L’Afrique a-t-elle un problème avec le mois de janvier ? Par Chidi Anselm Odinkalu

Il y a cinquante-sept ans, presque jour pour jour, le célèbre politologue kényan Ali Mazrui observait que « pour une raison quelconque, un nombre disproportionné d’actes de violence historiques en Afrique depuis l’indépendance ont tendance à se produire au cours des mois de janvier et février ». Il avait de bonnes raisons pour cela.

En janvier 1961, les Belges et les Américains ont convenu de remettre à Moïse Tshombe au Katanga Patrice Lumumba, l’incommode Premier ministre postcolonial du pays aujourd’hui connu sous le nom de République démocratique du Congo. Le mois suivant, le monde apprenait le sort brutal qui a frappé Lumumba. Le Congo et, bien sûr, l’Afrique, ont tous deux payé un lourd tribut pour ces événements.

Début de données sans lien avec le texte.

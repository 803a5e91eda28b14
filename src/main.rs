//! Component Compiler CLI
//!
//! Usage:
//!   component-compiler [OPTIONS] [TEMPLATE]
//!
//! Options:
//!   -c, --components <FILE>  Component source file (repeatable)
//!       --config <FILE>      Compiler configuration (TOML format)
//!       --diagnostics-only   Report diagnostics without printing generated code
//!   -v, --verbose            Enable debug logging
//!   -h, --help               Print help

use std::fs;
use std::io::{self, Read};
use std::path::{Path, PathBuf};
use std::process::ExitCode;

use clap::Parser;
use tracing::debug;
use tracing_subscriber::EnvFilter;

use component_compiler::{compile_with_config, CompileError, CompilerConfig, SourceOrigin};

#[derive(Parser)]
#[command(name = "component-compiler")]
#[command(about = "Compile component templates and report generic type inference diagnostics")]
struct Cli {
    /// Template file (reads from stdin if not provided)
    template: Option<PathBuf>,

    /// Component source files whose declarations the template can use
    #[arg(short, long = "components", value_name = "FILE")]
    components: Vec<PathBuf>,

    /// Compiler configuration file (TOML format)
    #[arg(long, value_name = "FILE")]
    config: Option<PathBuf>,

    /// Report diagnostics without printing generated code
    #[arg(long)]
    diagnostics_only: bool,

    /// Enable debug logging (RUST_LOG overrides)
    #[arg(short, long)]
    verbose: bool,
}

/// A named input file and its contents
struct Input {
    name: String,
    text: String,
}

fn init_tracing(verbose: bool) {
    let default = if verbose { "debug" } else { "warn" };
    let filter = EnvFilter::try_from_default_env().unwrap_or_else(|_| EnvFilter::new(default));
    tracing_subscriber::fmt()
        .with_env_filter(filter)
        .with_writer(io::stderr)
        .init();
}

fn read_file(path: &Path) -> Result<Input, String> {
    fs::read_to_string(path)
        .map(|text| Input {
            name: path.display().to_string(),
            text,
        })
        .map_err(|e| format!("Error reading file '{}': {}", path.display(), e))
}

fn read_template(path: Option<&Path>) -> Result<Input, String> {
    match path {
        Some(path) => read_file(path),
        None => {
            let mut text = String::new();
            io::stdin()
                .read_to_string(&mut text)
                .map_err(|e| format!("Error reading from stdin: {}", e))?;
            Ok(Input {
                name: "<stdin>".to_string(),
                text,
            })
        }
    }
}

fn main() -> ExitCode {
    let cli = Cli::parse();
    init_tracing(cli.verbose);

    match run(&cli) {
        Ok(true) => ExitCode::SUCCESS,
        Ok(false) => ExitCode::FAILURE,
        Err(message) => {
            eprintln!("{}", message);
            ExitCode::FAILURE
        }
    }
}

/// Compile and report; returns whether compilation was clean
fn run(cli: &Cli) -> Result<bool, String> {
    let config = match &cli.config {
        Some(path) => CompilerConfig::from_file(path)
            .map_err(|e| format!("Error loading config '{}': {}", path.display(), e))?,
        None => CompilerConfig::default(),
    };

    let components = cli
        .components
        .iter()
        .map(|p| read_file(p))
        .collect::<Result<Vec<_>, _>>()?;
    let template = read_template(cli.template.as_deref())?;
    debug!(
        template = %template.name,
        components = components.len(),
        "compiling"
    );

    let component_sources: Vec<&str> = components.iter().map(|c| c.text.as_str()).collect();
    let color = config.diagnostics.color;

    let output = match compile_with_config(&template.text, &component_sources, &config) {
        Ok(output) => output,
        Err(err) => {
            let input = match err.origin() {
                SourceOrigin::Template => &template,
                SourceOrigin::Components(i) => &components[i],
            };
            match &err {
                CompileError::Parse { errors, .. } => {
                    for e in errors {
                        eprint!("{}", e.format_with_color(&input.text, &input.name, color));
                    }
                }
                CompileError::Registry { error, .. } => {
                    eprint!("{}", error.format_with_color(&input.text, &input.name, color));
                }
            }
            return Ok(false);
        }
    };

    for diagnostic in &output.diagnostics {
        eprint!("{}", diagnostic.format(&template.text, &template.name, color));
    }

    if !cli.diagnostics_only {
        print!("{}", output.generated);
    }

    Ok(!output.has_errors())
}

Le premier président du Togo, Sylvanus Olympio, fut assassiné en janvier 1963.

Deux ans plus tard, en janvier 1965, Pierre Ngendandumwe, Premier ministre du Burundi, fut assassiné.

L’année précédant l’assassinat de Ngendandumwe, John Okello, de l’Ouganda, dirigea le renversement du sultan Jamshid bin Abdullah lors de la très sanglante révolution de Zanzibar. La Central Intelligence Agency (CIA) américaine nota plus tard avec une économie clinique que l’effet de la révolution fut que « le régime arabe de Zanzibar disparut en un seul jour, ses dirigeants fuyant, mourant ou étant internés ».

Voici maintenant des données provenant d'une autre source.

//! Parser implementation using chumsky

use chumsky::input::{Stream, ValueInput};
use chumsky::prelude::*;

use crate::parser::ast::*;
use crate::parser::lexer::Token;

/// Parse a component document into an AST
pub fn parse(input: &str) -> Result<Document, Vec<crate::ParseError>> {
    let len = input.len();

    // Create a logos lexer and convert to token stream
    let token_iter = crate::parser::lexer::lex(input).map(|(tok, span)| (tok, span.into()));

    // Turn the token iterator into a stream that chumsky can use
    let token_stream = Stream::from_iter(token_iter)
        // Split (Token, SimpleSpan) into token and span parts
        .map((len..len).into(), |(t, s): (_, _)| (t, s));

    let doc = document_parser()
        .parse(token_stream)
        .into_result()
        .map_err(|errs| errs.into_iter().map(|e| e.into()).collect::<Vec<_>>())?;

    let mut errors = Vec::new();
    for node in doc.markup() {
        check_closing_tags(node, &mut errors);
    }
    if errors.is_empty() {
        Ok(doc)
    } else {
        Err(errors)
    }
}

/// Report closing tags whose name differs from the opening tag
fn check_closing_tags(node: &Spanned<Node>, errors: &mut Vec<crate::ParseError>) {
    let Node::Element(element) = &node.node else {
        return;
    };
    if let Some(close) = &element.closing_name {
        if close.node != element.name.node {
            errors.push(crate::ParseError::Syntax {
                span: close.span.clone(),
                message: format!(
                    "Closing tag '</{}>' does not match opening tag '<{}>'",
                    close.node, element.name.node
                ),
                expected: vec![format!("identifier '{}'", element.name.node)],
            });
        }
    }
    for child in &element.children {
        check_closing_tags(child, errors);
    }
}

/// Parse a standalone type expression such as `List<int>`
pub fn parse_type(input: &str) -> Option<TypeExpr> {
    let len = input.len();
    let token_iter = crate::parser::lexer::lex(input).map(|(tok, span)| (tok, span.into()));
    let token_stream = Stream::from_iter(token_iter)
        .map((len..len).into(), |(t, s): (_, _)| (t, s));

    type_parser()
        .then_ignore(end())
        .parse(token_stream)
        .into_result()
        .ok()
}

/// Helper to extract span range from chumsky's MapExtra
fn span_range(e: &impl chumsky::span::Span<Offset = usize>) -> std::ops::Range<usize> {
    e.start()..e.end()
}

/// Parser for type expressions: `int`, `List<T>`, `Dictionary<K, V>`, `T[]`
fn type_parser<'a, I>() -> impl Parser<'a, I, TypeExpr, extra::Err<Rich<'a, Token>>> + Clone
where
    I: ValueInput<'a, Token = Token, Span = SimpleSpan>,
{
    recursive(|ty| {
        let type_args = ty
            .separated_by(just(Token::Comma))
            .at_least(1)
            .collect::<Vec<_>>()
            .delimited_by(just(Token::Lt), just(Token::Gt));

        let array_suffix = just(Token::BracketOpen)
            .then(just(Token::BracketClose))
            .repeated()
            .collect::<Vec<_>>();

        select! { Token::Ident(s) => s }
            .then(type_args.or_not())
            .then(array_suffix)
            .map(|((name, args), dims)| {
                let mut ty = TypeExpr::generic(name, args.unwrap_or_default());
                for _ in 0..dims.len() {
                    ty = TypeExpr::array(ty);
                }
                ty
            })
            .boxed()
    })
}

fn document_parser<'a, I>() -> impl Parser<'a, I, Document, extra::Err<Rich<'a, Token>>> + Clone
where
    I: ValueInput<'a, Token = Token, Span = SimpleSpan>,
{
    // Basic token parsers
    let identifier = select! {
        Token::Ident(s) => Identifier::new(s),
    }
    .map_with(|id, e| Spanned::new(id, span_range(&e.span())));

    let type_expr = type_parser();

    let spanned_type = type_expr
        .clone()
        .map_with(|ty, e| Spanned::new(ty, span_range(&e.span())));

    // ==================== Declarations ====================

    // Type parameter list: <T1, T2>
    let type_params = identifier
        .clone()
        .separated_by(just(Token::Comma))
        .at_least(1)
        .allow_trailing()
        .collect::<Vec<_>>()
        .delimited_by(just(Token::Lt), just(Token::Gt))
        .or_not()
        .map(|opt| opt.unwrap_or_default());

    // Parameter declaration: param Items: List<TItem>
    let param_decl = just(Token::Param)
        .ignore_then(identifier.clone())
        .then_ignore(just(Token::Colon))
        .then(spanned_type.clone())
        .map_with(|(name, ty), e| Spanned::new(ParamDecl { name, ty }, span_range(&e.span())));

    // component Name<T> { param ... }
    let component_decl = just(Token::Component)
        .ignore_then(identifier.clone())
        .then(type_params)
        .then(
            param_decl
                .repeated()
                .collect::<Vec<_>>()
                .delimited_by(just(Token::BraceOpen), just(Token::BraceClose)),
        )
        .map_with(|((name, type_params), params), e| {
            Item::Component(Spanned::new(
                ComponentDecl {
                    name,
                    type_params,
                    params,
                },
                span_range(&e.span()),
            ))
        });

    // let rows: List<string>
    let let_decl = just(Token::Let)
        .ignore_then(identifier.clone())
        .then_ignore(just(Token::Colon))
        .then(spanned_type)
        .map_with(|(name, ty), e| {
            Item::Let(Spanned::new(LetDecl { name, ty }, span_range(&e.span())))
        });

    // ==================== Markup ====================

    let binding = just(Token::At).ignore_then(select! { Token::Ident(s) => Identifier::new(s) });

    let attribute_value = choice((
        select! {
            Token::String(s) => AttributeValue::String(s),
            Token::Integer(n) => AttributeValue::Integer(n),
            Token::Float(n) => AttributeValue::Float(n),
            Token::True => AttributeValue::Bool(true),
            Token::False => AttributeValue::Bool(false),
        },
        binding.clone().map(AttributeValue::Binding),
        type_expr.map(AttributeValue::Path),
    ))
    .map_with(|v, e| Spanned::new(v, span_range(&e.span())));

    // name=value, or a bare name which reads as `name=true`
    let attribute = identifier
        .clone()
        .then(just(Token::Equals).ignore_then(attribute_value).or_not())
        .map_with(|(name, value), e| {
            let value = value
                .unwrap_or_else(|| Spanned::new(AttributeValue::Bool(true), name.span.clone()));
            Spanned::new(Attribute { name, value }, span_range(&e.span()))
        });

    let node = recursive(|node| {
        let open_tag = just(Token::Lt)
            .ignore_then(identifier.clone())
            .then(attribute.clone().repeated().collect::<Vec<_>>());

        let self_closing = just(Token::SelfClose)
            .map(|_| None::<(Vec<Spanned<Node>>, Spanned<Identifier>)>);

        let with_children = just(Token::Gt)
            .ignore_then(node.repeated().collect::<Vec<_>>())
            .then_ignore(just(Token::CloseTagOpen))
            .then(identifier.clone())
            .then_ignore(just(Token::Gt))
            .map(Some);

        let element = open_tag
            .then(choice((self_closing, with_children)))
            .map(|((name, attributes), body)| {
                let (children, closing_name) = match body {
                    Some((children, close)) => (children, Some(close)),
                    None => (Vec::new(), None),
                };
                Node::Element(Element {
                    name,
                    attributes,
                    children,
                    closing_name,
                })
            });

        let text = select! { Token::String(s) => Node::Text(s) };

        let expression = binding.clone().map(Node::Expression);

        choice((element, text, expression))
            .map_with(|n, e| Spanned::new(n, span_range(&e.span())))
            .boxed()
    });

    // Document is a list of items
    choice((component_decl, let_decl, node.map(Item::Markup)))
        .repeated()
        .collect::<Vec<_>>()
        .then_ignore(end())
        .map(|items| Document { items })
}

L’année suivant l’assassinat au Burundi, ce fut le tour du Premier ministre nigérian, Abubakar Tafawa Balewa, ainsi que des premiers ministres régionaux des régions du Nord et de l’Ouest. Le mois suivant, le Ghanéen Kwame Nkrumah fut renversé alors qu’il se rendait à Pékin, en Chine, pour rencontrer Mao Tse Tung.

Le professeur Mazrui n’a jamais fourni de réponse définitive à sa question de savoir s’il y avait « une raison particulière pour laquelle les premiers mois de janvier et février d’une année à l’autre devraient avoir une part si disproportionnée des grands actes de turbulence en Afrique ». Au lieu de cela, il a offert une idée révélatrice, affirmant que ces événements étaient les retombées de la recherche de deux formes de légitimité essentielles à la trajectoire de l’Afrique après l’expérience coloniale. L’une était la légitimité de l’État, l’autre était la légitimité des régimes ou des dirigeants.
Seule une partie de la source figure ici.